The EA equation= [energy intake- exercise energy expenditure] / fat free mass (kg)
Physiological Changes With LEA
– Decreased metabolic rate
– Increased cortisol (stress hormone)
– Decreased testosterone
– Signs include fatigue and decreased sex drive
Bone Mineral Density
There is ample evidence to suggest that an active individual have higher BMD than sedentary individuals. Within the athletic population swimmers and cyclists tend to have fairly low BMD due to non-weight bearing nature of the exercise. A study by Viner et al. looked at male and female cyclists with lower than expected BMD. The found that 70% had LEA across the entire training cycle, including pre season, competition and post season. This points to the theory that this particular group may have had low BMD due to their LEA. They found that 40% of the participants had low bone mineral density in their lumbar spine, and 10% had low bone mineral density in the femoral neck. The athletes were followed for 1 year and their BMD stayed the same, which is positive. The researchers pointed to their previous interventions of increasing vitamin D & calcium intake and including weight training as a reason for the maintenance of BMD. This provides evidence that a good nutrition and training intervention can help maintain bone strength.
Another study in elite male endurance athletes showed that LEA resulted in low testosterone (although not clinically low) however it did not result in any differences in BMD compared to those with normal testosterone levels. There seems to be a caloric value threshold before we start to see negative health and bone effects. Interestingly, it seems as though women are more sensitive to changes in EA, where we see significant and detrimental effects in heath and bone when their EA reaches 30 kcal/kgFFM/day or below. There is evidence that this occurs at levels of 20-25 kcal/kgFFM/day in a male athlete, although more research is needed to confirm this. This study suggested that because they investigated athletes at ~30kcal/kgFFM/day that this was not enough of a deficit to result in decreased BMD. However, this does not mean you can neglect your nutrition planning because even though their BMD did not change, those with low testosterone had 4.5x more risk of sustaining a stress fracture and had 4.5x more missed training days due to injury.
In elite endurance athletes, 40% of males were found to have LEA. Even temporary low EA increases bone breakdown and decreases bone building, and chronic low EA has long lasting effects on bone health plus many more effects such as mental health and performance to name a few. Therefore, it is essential to stay on top of your nutrition as a part of stress fracture/injury risk reduction.

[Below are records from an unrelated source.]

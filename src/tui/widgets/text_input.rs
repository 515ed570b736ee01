use crossterm::event::KeyCode;

/// Cursor and horizontal scroll of a text input; the text itself lives in
/// the page state
#[derive(Debug, Clone, Default)]
pub struct TextInputState {
    cursor_pos: usize, // character index, 0 = before the first char
    scroll_offset: usize,
}

impl TextInputState {
    pub fn new() -> Self {
        Self::default()
    }

    pub fn cursor_pos(&self) -> usize {
        self.cursor_pos
    }

    pub fn scroll_offset(&self) -> usize {
        self.scroll_offset
    }

    pub fn reset(&mut self) {
        self.cursor_pos = 0;
        self.scroll_offset = 0;
    }

    /// Apply a key to `current_value`.
    /// Returns the new text if it changed, `None` if only the cursor moved.
    pub fn handle_key(&mut self, key: KeyCode, current_value: &str, max_length: Option<usize>) -> Option<String> {
        let char_count = current_value.chars().count();
        self.cursor_pos = self.cursor_pos.min(char_count);

        match key {
            KeyCode::Char(c) => {
                if max_length.is_some_and(|max| char_count >= max) {
                    return None;
                }
                let mut chars: Vec<char> = current_value.chars().collect();
                chars.insert(self.cursor_pos, c);
                self.cursor_pos += 1;
                Some(chars.into_iter().collect())
            }
            KeyCode::Backspace if self.cursor_pos > 0 => {
                let mut chars: Vec<char> = current_value.chars().collect();
                chars.remove(self.cursor_pos - 1);
                self.cursor_pos -= 1;
                Some(chars.into_iter().collect())
            }
            KeyCode::Delete if self.cursor_pos < char_count => {
                let mut chars: Vec<char> = current_value.chars().collect();
                chars.remove(self.cursor_pos);
                Some(chars.into_iter().collect())
            }
            KeyCode::Left => {
                self.cursor_pos = self.cursor_pos.saturating_sub(1);
                None
            }
            KeyCode::Right => {
                self.cursor_pos = (self.cursor_pos + 1).min(char_count);
                None
            }
            KeyCode::Home => {
                self.cursor_pos = 0;
                None
            }
            KeyCode::End => {
                self.cursor_pos = char_count;
                None
            }
            _ => None,
        }
    }

    /// Apply a key directly to an owned value; convenience for page update()s
    pub fn apply(&mut self, key: KeyCode, value: &mut String) {
        if let Some(new_value) = self.handle_key(key, value, None) {
            *value = new_value;
        }
    }

    /// Keep the cursor inside a window of `visible_width` characters
    pub fn update_scroll(&mut self, visible_width: usize, text: &str) {
        let char_count = text.chars().count();

        if self.cursor_pos < self.scroll_offset {
            self.scroll_offset = self.cursor_pos;
        } else if visible_width > 0 && self.cursor_pos >= self.scroll_offset + visible_width {
            self.scroll_offset = self.cursor_pos.saturating_sub(visible_width - 1);
        }

        let max_offset = char_count.saturating_sub(visible_width);
        self.scroll_offset = self.scroll_offset.min(max_offset);
    }
}

#[cfg(test)]
mod tests {
    use super::*;

    #[test]
    fn test_typing_and_editing_with_accents() {
        let mut state = TextInputState::new();
        let mut value = String::new();
        for c in "Área".chars() {
            state.apply(KeyCode::Char(c), &mut value);
        }
        assert_eq!(value, "Área");

        state.apply(KeyCode::Home, &mut value);
        state.apply(KeyCode::Delete, &mut value);
        assert_eq!(value, "rea");
        state.apply(KeyCode::End, &mut value);
        state.apply(KeyCode::Backspace, &mut value);
        assert_eq!(value, "re");
    }

    #[test]
    fn test_max_length() {
        let mut state = TextInputState::new();
        assert_eq!(state.handle_key(KeyCode::Char('x'), "abc", Some(3)), None);
    }

    #[test]
    fn test_cursor_clamped_after_external_reset() {
        let mut state = TextInputState::new();
        let mut value = "abcdef".to_string();
        state.apply(KeyCode::End, &mut value);
        value.clear();
        state.apply(KeyCode::Char('z'), &mut value);
        assert_eq!(value, "z");
    }
}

1. Negative energy balance and testosterone: studies show low testosterone results in 4.5x higher risk of bone injury and had 4.5x more missed training days due to injury
2. NFL players and vitamin D: In NFL players, low circulating vitamin D levels correlated with increased risk of core and lower muscle injuries; players with 1+ fractures had higher rates of inadequate levels of circulating vitamin D.

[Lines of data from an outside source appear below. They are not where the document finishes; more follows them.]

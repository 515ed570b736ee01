//! Remote table access for the survey domain
//!
//! Free async functions over [`TableClient`](crate::api::TableClient), one
//! module per table.

pub mod answers;
pub mod areas;
pub mod profiles;
pub mod questions;
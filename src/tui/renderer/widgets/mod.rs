pub mod layout;
pub mod primitives;

mod button;
mod list;
mod select;
mod text_input;

pub use button::render_button;
pub use list::render_list;
pub use select::render_select;
pub use text_input::render_text_input;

3. Military recruits with lower serum Vitamin D- correlated with higher risk of fractures
Viner RT, Harris M, Berning JR, Meyer NL. Energy availability and dietary patterns of adult make and female competitive cyclists with lower than expected bone mineral density. International Journal of Sports Nutrition and Exercise Metabolism. 2015. 25, 594-602.

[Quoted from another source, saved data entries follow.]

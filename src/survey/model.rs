//! Survey domain types and the fixed option lists of the HSE-IT instrument

use serde::{Deserialize, Serialize};
use std::fmt;

/// Five-point Likert scale used by every question
#[derive(Debug, Clone, Copy, PartialEq, Eq, Hash)]
pub enum LikertLabel {
    Nunca,
    Raramente,
    AsVezes,
    Frequentemente,
    Sempre,
}

impl LikertLabel {
    pub const ALL: [LikertLabel; 5] = [
        LikertLabel::Nunca,
        LikertLabel::Raramente,
        LikertLabel::AsVezes,
        LikertLabel::Frequentemente,
        LikertLabel::Sempre,
    ];

    /// Numeric score stored alongside the label
    pub fn value(self) -> i32 {
        match self {
            LikertLabel::Nunca => 1,
            LikertLabel::Raramente => 2,
            LikertLabel::AsVezes => 3,
            LikertLabel::Frequentemente => 4,
            LikertLabel::Sempre => 5,
        }
    }

    pub fn label(self) -> &'static str {
        match self {
            LikertLabel::Nunca => "Nunca",
            LikertLabel::Raramente => "Raramente",
            LikertLabel::AsVezes => "Às vezes",
            LikertLabel::Frequentemente => "Frequentemente",
            LikertLabel::Sempre => "Sempre",
        }
    }

    pub fn from_label(label: &str) -> Option<Self> {
        Self::ALL.into_iter().find(|l| l.label() == label)
    }
}

impl fmt::Display for LikertLabel {
    fn fmt(&self, f: &mut fmt::Formatter<'_>) -> fmt::Result {
        f.write_str(self.label())
    }
}

/// Whether agreement with a statement indicates lower or higher risk
#[derive(Debug, Clone, Copy, PartialEq, Eq, Hash, Serialize, Deserialize)]
pub enum Polarity {
    Positivo,
    Negativo,
}

impl Polarity {
    pub const ALL: [Polarity; 2] = [Polarity::Positivo, Polarity::Negativo];

    pub fn label(self) -> &'static str {
        match self {
            Polarity::Positivo => "Positivo",
            Polarity::Negativo => "Negativo",
        }
    }
}

impl fmt::Display for Polarity {
    fn fmt(&self, f: &mut fmt::Formatter<'_>) -> fmt::Result {
        f.write_str(self.label())
    }
}

/// The seven HSE-IT dimensions
#[derive(Debug, Clone, Copy, PartialEq, Eq, Hash, Serialize, Deserialize)]
pub enum Dimension {
    #[serde(rename = "DEMANDAS DE TRABALHO")]
    Demands,
    #[serde(rename = "CONTROLE SOBRE O TRABALHO")]
    Control,
    #[serde(rename = "APOIO DA CHEFIA")]
    ManagerSupport,
    #[serde(rename = "APOIO DOS COLEGAS")]
    PeerSupport,
    #[serde(rename = "RELACIONAMENTOS NO TRABALHO")]
    Relationships,
    #[serde(rename = "CLAREZA DO CARGO E OBJETIVOS")]
    Role,
    #[serde(rename = "COMUNICAÇÃO E MUDANÇAS ORGANIZACIONAIS")]
    Change,
}

impl Dimension {
    pub const ALL: [Dimension; 7] = [
        Dimension::Demands,
        Dimension::Control,
        Dimension::ManagerSupport,
        Dimension::PeerSupport,
        Dimension::Relationships,
        Dimension::Role,
        Dimension::Change,
    ];

    /// Label stored in the `dimensao` column
    pub fn label(self) -> &'static str {
        match self {
            Dimension::Demands => "DEMANDAS DE TRABALHO",
            Dimension::Control => "CONTROLE SOBRE O TRABALHO",
            Dimension::ManagerSupport => "APOIO DA CHEFIA",
            Dimension::PeerSupport => "APOIO DOS COLEGAS",
            Dimension::Relationships => "RELACIONAMENTOS NO TRABALHO",
            Dimension::Role => "CLAREZA DO CARGO E OBJETIVOS",
            Dimension::Change => "COMUNICAÇÃO E MUDANÇAS ORGANIZACIONAIS",
        }
    }

    pub fn description(self) -> &'static str {
        match self {
            Dimension::Demands => "Carga de trabalho, padrões e ambiente de trabalho",
            Dimension::Control => "Autonomia sobre a forma de realizar o trabalho",
            Dimension::ManagerSupport => "Incentivo e recursos fornecidos pela liderança",
            Dimension::PeerSupport => "Apoio oferecido pelos colegas de trabalho",
            Dimension::Relationships => "Promoção de práticas positivas e combate a conflitos",
            Dimension::Role => "Compreensão do papel e ausência de conflito de funções",
            Dimension::Change => "Gestão e comunicação de mudanças na organização",
        }
    }
}

impl fmt::Display for Dimension {
    fn fmt(&self, f: &mut fmt::Formatter<'_>) -> fmt::Result {
        f.write_str(self.label())
    }
}

/// Row of `questoes_cadastradas`
#[derive(Debug, Clone, PartialEq, Serialize, Deserialize)]
pub struct Question {
    pub id: String,
    pub pergunta: String,
    pub sentido: Polarity,
    pub dimensao: Dimension,
    #[serde(default)]
    pub organizacao: Option<String>,
    #[serde(default)]
    pub cadastrado_por_nome: Option<String>,
    #[serde(default)]
    pub created_at: Option<String>,
}

/// Insert payload for `questoes_cadastradas`
#[derive(Debug, Clone, PartialEq, Serialize)]
pub struct NewQuestion {
    pub organizacao: String,
    pub cadastrado_por: String,
    pub cadastrado_por_nome: String,
    pub pergunta: String,
    pub sentido: Polarity,
    pub dimensao: Dimension,
}

/// Row of `areas_cadastradas`
#[derive(Debug, Clone, PartialEq, Serialize, Deserialize)]
pub struct Area {
    pub id: String,
    pub nome_area: String,
    #[serde(default)]
    pub organizacao: Option<String>,
    #[serde(default)]
    pub cadastrado_por_nome: Option<String>,
    #[serde(default)]
    pub created_at: Option<String>,
}

/// Insert payload for `areas_cadastradas`
#[derive(Debug, Clone, PartialEq, Serialize)]
pub struct NewArea {
    pub nome_area: String,
    pub organizacao: String,
    pub cadastrado_por: String,
    pub cadastrado_por_nome: String,
}

/// Row of `profiles` (only the columns the survey reads)
#[derive(Debug, Clone, Default, PartialEq, Serialize, Deserialize)]
pub struct Profile {
    #[serde(default)]
    pub full_name: Option<String>,
    #[serde(default)]
    pub organization: Option<String>,
}

/// Insert payload for `respostas_questionario`
#[derive(Debug, Clone, PartialEq, Serialize, Deserialize)]
pub struct AnswerRow {
    pub id_participante: String,
    pub id_questao: String,
    pub resposta_texto: String,
    pub valor: i32,
    pub sentido: Polarity,
    pub dimensao: Dimension,
    pub sexo: String,
    pub faixa_etaria: String,
    pub setor: String,
    pub tempo_empresa: String,
}

pub const SEX_OPTIONS: [&str; 4] = ["Masculino", "Feminino", "Outro", "Prefiro não informar"];

pub const AGE_BANDS: [&str; 6] = ["14-20", "20-30", "30-40", "40-50", "50-60", "60+"];

pub const TENURE_BANDS: [&str; 5] = [
    "Menos de 1 ano",
    "1-3 anos",
    "3-5 anos",
    "5-10 anos",
    "Mais de 10 anos",
];

/// Participant profile captured before the questions
#[derive(Debug, Clone, Default, PartialEq, Eq)]
pub struct Demographics {
    pub sexo: String,
    pub faixa_etaria: String,
    pub setor: String,
    pub tempo_empresa: String,
}

impl Demographics {
    pub fn is_complete(&self) -> bool {
        [&self.sexo, &self.faixa_etaria, &self.setor, &self.tempo_empresa]
            .iter()
            .all(|field| !field.trim().is_empty())
    }
}

#[cfg(test)]
mod tests {
    use super::*;
    use serde_json::json;

    #[test]
    fn test_likert_mapping() {
        let pairs: Vec<(&str, i32)> = LikertLabel::ALL.iter().map(|l| (l.label(), l.value())).collect();
        assert_eq!(
            pairs,
            vec![
                ("Nunca", 1),
                ("Raramente", 2),
                ("Às vezes", 3),
                ("Frequentemente", 4),
                ("Sempre", 5),
            ]
        );
        assert_eq!(LikertLabel::from_label("Às vezes"), Some(LikertLabel::AsVezes));
        assert_eq!(LikertLabel::from_label("Talvez"), None);
    }

    #[test]
    fn test_question_row_decodes_dimension_labels() {
        let row = json!({
            "id": "q1",
            "pergunta": "Tenho prazos impossíveis de cumprir",
            "sentido": "Negativo",
            "dimensao": "COMUNICAÇÃO E MUDANÇAS ORGANIZACIONAIS",
            "created_at": "2024-01-01T00:00:01+00:00"
        });
        let question: Question = serde_json::from_value(row).unwrap();
        assert_eq!(question.sentido, Polarity::Negativo);
        assert_eq!(question.dimensao, Dimension::Change);
        assert_eq!(question.organizacao, None);
    }

    #[test]
    fn test_dimension_serialization_matches_label() {
        for dimension in Dimension::ALL {
            assert_eq!(serde_json::to_value(dimension).unwrap(), json!(dimension.label()));
        }
    }

    #[test]
    fn test_demographics_completeness() {
        let mut demographics = Demographics {
            sexo: "Feminino".into(),
            faixa_etaria: "30-40".into(),
            setor: "RH".into(),
            tempo_empresa: "1-3 anos".into(),
        };
        assert!(demographics.is_complete());

        demographics.setor = "   ".into();
        assert!(!demographics.is_complete());
    }
}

Ruohola JP, Laaksi I, Ylikomi T, Haataja R, Mattila VM, Sahi T, Tuohimaa P, Pihlajamaki H. Association between serum 20(OH)D concentration and bone stress fractures in Finnish young men. Journal of Bone and Mineral Research. 2006. 21, 1483-1488.
Heikura IA, Uuitalo ALT, Stellingwerff T, Bergland D, Mero AA, Burke LM. 2017. Low energy availability is difficult to assess but outcomes have a large impact on bone injury rates in elite distance athletes. International Journal of Sport Nutrition and Exercise Metabolism.